Le jour était aussi beau et inaccessible que le mari d'une amie, le ciel bleu, le vent doux, les oiseaux narguaient les détenus, qui de leurs fenêtres aux barreaux virtuels n'avaient que trop le loisir empoisonné de contempler la belle nature leur tendant les bras. Au loin l'avenir grimaçait des bientôt menteurs et non avenus
Il fallait de nouveau semer l'espoir ce faussaire intermittent capable de vous refiler des graines parfois stériles qui laisseraient des trous dans vos semis pour le monde d'après. Y avait du taf! D'abord bander l'arc d'Ulysse, crever l’œil de Polyphème TV, faire tomber le colosse de Rhodes et patienter Pénélope, rénover les Pyramides, lifter la Joconde, ravitailler le radeau de la méduse, mettre les convives de la Cène au régime sans pixels et le scribe accroupi au télétravail, oublier les livres de René Barjavel, de Robert Merle et de Pierre Lemaitre et clouer le bec à Sylvain Tesson et à ce Cohn de Bendit, régler son compte à Sponville et chouraver l'épée de Finkielkraut, rafraîchir la nuque d'Elkrief et écharper Barbier Christophe, rémouler le ciseau des Parques et commander des LBD 40, caresser la chiourme dans le sens de l'armure, faire le plein de gaz pour vider les yeux de l'arme jaune, armer le béton et désarmer l’enthousiasme, contrôler la solidité des grilles, prévoir des camisoles et du Lotus triple épaisseur puis rappeler les visiteuses de prison car les détenus/lampistes venaient de prendre une prolongation de peine sans supplément d'âme pour crime de bouc émissaire. L'enfermement était prolongé d'un mois. 
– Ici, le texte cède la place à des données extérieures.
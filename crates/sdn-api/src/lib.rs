//! sdn-api
//!
//! The administrative HTTP surface consumed by the (out-of-tree) admin UI:
//! health, first-run setup, both login flows, session management, profile
//! read/update, and audit queries. Session cookies are HttpOnly and
//! SameSite=Strict; `Secure` and proxy headers are honored only when the
//! immediate peer is loopback.

pub mod error;
pub mod handlers;
pub mod net;
pub mod server;

pub use error::ApiError;
pub use server::{serve, ApiState, SetupOutcome};
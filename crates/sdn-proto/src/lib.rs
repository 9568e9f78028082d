//! sdn-proto
//!
//! The framed exchange protocol: length-prefixed binary requests/responses on
//! one bidirectional stream per request, all integers big-endian. The engine
//! is stateless per stream; admission, limits, and deadlines bound every
//! handler before any work is done.

pub mod engine;
pub mod frame;

pub use engine::{EngineConfig, ExchangeEngine, ViolationHook};
pub use frame::{FrameLimits, Request, Response};
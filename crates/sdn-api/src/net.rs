use axum::http::HeaderMap;
use std::net::SocketAddr;

fn is_loopback(addr: &SocketAddr) -> bool {
    addr.ip().is_loopback()
}

/// Client address for logging and rate limiting.
///
/// `X-Forwarded-For` is trusted only when the immediate peer is loopback
/// (i.e. a reverse proxy on this host); otherwise the socket address wins.
pub fn client_ip(immediate: &SocketAddr, headers: &HeaderMap) -> String {
    if is_loopback(immediate) {
        if let Some(forwarded) = headers
            .get("x-forwarded-for")
            .and_then(|v| v.to_str().ok())
            .and_then(|v| v.split(',').next())
            .map(str::trim)
            .filter(|v| !v.is_empty())
        {
            return forwarded.to_string();
        }
    }
    immediate.ip().to_string()
}

/// Whether session cookies should carry `Secure`.
///
/// True when the request arrived over TLS, or when a loopback proxy asserts
/// `X-Forwarded-Proto: https`. The header is never trusted from a
/// non-loopback source.
pub fn request_is_secure(tls: bool, immediate: &SocketAddr, headers: &HeaderMap) -> bool {
    if tls {
        return true;
    }
    is_loopback(immediate)
        && headers
            .get("x-forwarded-proto")
            .and_then(|v| v.to_str().ok())
            .map(|v| v.eq_ignore_ascii_case("https"))
            .unwrap_or(false)
}

#[cfg(test)]
mod tests {
    use super::*;
    use axum::http::HeaderValue;

    fn addr(s: &str) -> SocketAddr {
        s.parse().unwrap()
    }

    #[test]
    fn forwarded_for_honored_only_from_loopback() {
        let mut headers = HeaderMap::new();
        headers.insert("x-forwarded-for", HeaderValue::from_static("203.0.113.7, 10.0.0.1"));

        assert_eq!(client_ip(&addr("127.0.0.1:9000"), &headers), "203.0.113.7");
        assert_eq!(client_ip(&addr("198.51.100.2:9000"), &headers), "198.51.100.2");
        assert_eq!(client_ip(&addr("127.0.0.1:9000"), &HeaderMap::new()), "127.0.0.1");
    }

    #[test]
    fn secure_detection() {
        let mut https = HeaderMap::new();
        https.insert("x-forwarded-proto", HeaderValue::from_static("https"));

        assert!(request_is_secure(true, &addr("198.51.100.2:1"), &HeaderMap::new()));
        assert!(request_is_secure(false, &addr("127.0.0.1:1"), &https));
        assert!(!request_is_secure(false, &addr("198.51.100.2:1"), &https));
        assert!(!request_is_secure(false, &addr("127.0.0.1:1"), &HeaderMap::new()));
    }
}
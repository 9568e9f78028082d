//! sdn-audit
//!
//! Append-only log of security-relevant events (logins, key operations,
//! setup). Appends go through a bounded in-memory queue so the protocol path
//! never blocks on disk; a writer task drains the queue into sled. Overflow
//! drops the oldest queued entries and counts them.

pub mod log;

pub use log::{AuditDb, AuditEntry, AuditFilter, AuditLog};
Minimum!  Les avions/père Noel n'avaient pas apporté assez de cadeaux/masques mais chut, le monde devenait un scénario des frères Coen sans Jeff Bridges filmé par les sœurs Wachkowsky. Ensuite, comme on donne un bonbon à un enfant, un Lexomil à Yves Calvi et un Viagra à DSK, on allait remettre en route les écoles/garderies pour que les parents repartent au boulot faire tourner la loco de l'économie.
C'était un temps où tout le monde congratulait tout le monde. Pâques aux balcons, la claque de 20 heures pour les soignants/pompiers, le blues des infirmières démasquées et sans blouses, les télé-enseignants/gardiens, les députés lobbyistes, les ourdisseurs de complot, les sénateurs repus, les ministres Hugoliens et intègres (bon appétit messieurs) même les détenus commis d'office au ramassage des poubelles étaient chaudement félicités pour leur bonne volonté à ne pas courir après le boulot/dodo-pas-métro, dans les rues de Paris, les jardins de Babylone, les voies sur berges, la gare de Lyon, un chemin de fer d'un tableau d'Hopper dans un TGV terminus Anne si où patiente Pénélope-lisant et tous lieux infestés de postillons. Car le postillon était l'ennemi number one et il y avait la plage sous les pavés.  Les virologues et les cantonniers avaient fait dix ans d'études, on pouvait les croire.